[Problem requirements] Read through the lines below for the string "push" and copy each one that has it.

[Given data]
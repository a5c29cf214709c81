//! Local-function flattening pre-pass.
//!
//! Functions declared inside functions are hoisted to a single flat
//! list before binding: each nested declaration is renamed to a dotted
//! qualified name (`outer.inner`) and every call site in scope is
//! rewritten to the qualified name, so the binder and every later pass
//! only ever see a flat function list with no nested declarations.

use crate::compiler::context::CompilationContext;
use crate::compiler::interner::NameId;
use crate::compiler::syntax::{Expr, FunctionDecl, Program, Statement};
use std::collections::HashMap;

pub fn flatten(ctx: &mut CompilationContext, program: Program) -> Program {
    let mut flattener = Flattener {
        ctx,
        renames: Vec::new(),
        flat: Vec::new(),
    };
    for decl in program.functions {
        flattener.flatten_function(decl, None);
    }
    Program {
        functions: flattener.flat,
    }
}

struct Flattener<'a> {
    ctx: &'a mut CompilationContext,
    /// Rename maps, innermost last; call sites resolve against the
    /// nearest enclosing map that knows the name.
    renames: Vec<HashMap<NameId, NameId>>,
    flat: Vec<FunctionDecl>,
}

impl Flattener<'_> {
    fn flatten_function(&mut self, mut decl: FunctionDecl, prefix: Option<&str>) {
        let qualified_text = match prefix {
            Some(prefix) => format!("{}.{}", prefix, self.ctx.interner.resolve(decl.name)),
            None => self.ctx.interner.resolve(decl.name).to_string(),
        };
        decl.name = self.ctx.interner.intern(&qualified_text);

        // Hoist this function's direct nested declarations and record
        // their qualified names before rewriting any call site, so a
        // call above the declaration still resolves.
        let mut nested = Vec::new();
        extract_nested(&mut decl.body, &mut nested);
        let mut scope = HashMap::new();
        for inner in &nested {
            let inner_name = self.ctx.interner.resolve(inner.name).to_string();
            let qualified = self
                .ctx
                .interner
                .intern(&format!("{}.{}", qualified_text, inner_name));
            scope.insert(inner.name, qualified);
        }
        self.renames.push(scope);

        for stmt in &mut decl.body {
            self.rewrite_statement(stmt);
        }
        self.flat.push(decl);
        for inner in nested {
            self.flatten_function(inner, Some(&qualified_text));
        }
        self.renames.pop();
    }

    fn rename(&self, name: NameId) -> NameId {
        for scope in self.renames.iter().rev() {
            if let Some(&qualified) = scope.get(&name) {
                return qualified;
            }
        }
        name
    }

    fn rewrite_statement(&mut self, stmt: &mut Statement) {
        match stmt {
            Statement::VarDecl { init, .. } | Statement::ConstDecl { init, .. } => {
                self.rewrite_expr(init);
            }
            Statement::Assign { value, .. } => self.rewrite_expr(value),
            Statement::If {
                condition,
                then_block,
                else_block,
                ..
            } => {
                self.rewrite_expr(condition);
                for stmt in then_block {
                    self.rewrite_statement(stmt);
                }
                if let Some(block) = else_block {
                    for stmt in block {
                        self.rewrite_statement(stmt);
                    }
                }
            }
            Statement::While {
                condition, body, ..
            } => {
                self.rewrite_expr(condition);
                for stmt in body {
                    self.rewrite_statement(stmt);
                }
            }
            Statement::For {
                start,
                end,
                step,
                body,
                ..
            } => {
                self.rewrite_expr(start);
                self.rewrite_expr(end);
                if let Some(step) = step {
                    self.rewrite_expr(step);
                }
                for stmt in body {
                    self.rewrite_statement(stmt);
                }
            }
            Statement::Return { value, .. } => {
                if let Some(value) = value {
                    self.rewrite_expr(value);
                }
            }
            Statement::Expr { expr, .. } => self.rewrite_expr(expr),
            Statement::Block { statements, .. } => {
                for stmt in statements {
                    self.rewrite_statement(stmt);
                }
            }
            Statement::Break { .. } | Statement::Continue { .. } => {}
            // Direct children were extracted already; anything left is
            // nested deeper and gets extracted on its own pass.
            Statement::FnDecl(_) => {}
        }
    }

    fn rewrite_expr(&mut self, expr: &mut Expr) {
        match expr {
            Expr::Call { callee, args, .. } => {
                *callee = self.rename(*callee);
                for arg in args {
                    self.rewrite_expr(arg);
                }
            }
            Expr::Unary { operand, .. } => self.rewrite_expr(operand),
            Expr::Binary { left, right, .. } => {
                self.rewrite_expr(left);
                self.rewrite_expr(right);
            }
            Expr::Literal { .. } | Expr::Name { .. } => {}
        }
    }
}

/// Remove every `FnDecl` statement reachable in this function's own
/// body (without entering the removed functions) and collect them.
fn extract_nested(statements: &mut Vec<Statement>, out: &mut Vec<FunctionDecl>) {
    let mut index = 0;
    while index < statements.len() {
        match &mut statements[index] {
            Statement::FnDecl(_) => {
                let Statement::FnDecl(decl) = statements.remove(index) else {
                    unreachable!();
                };
                out.push(decl);
            }
            Statement::If {
                then_block,
                else_block,
                ..
            } => {
                extract_nested(then_block, out);
                if let Some(block) = else_block {
                    extract_nested(block, out);
                }
                index += 1;
            }
            Statement::While { body, .. } | Statement::For { body, .. } => {
                extract_nested(body, out);
                index += 1;
            }
            Statement::Block {
                statements: inner, ..
            } => {
                extract_nested(inner, out);
                index += 1;
            }
            _ => index += 1,
        }
    }
}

[The answer]
        self.renames.push(scope);
        self.flat.push(decl);
                out.push(decl);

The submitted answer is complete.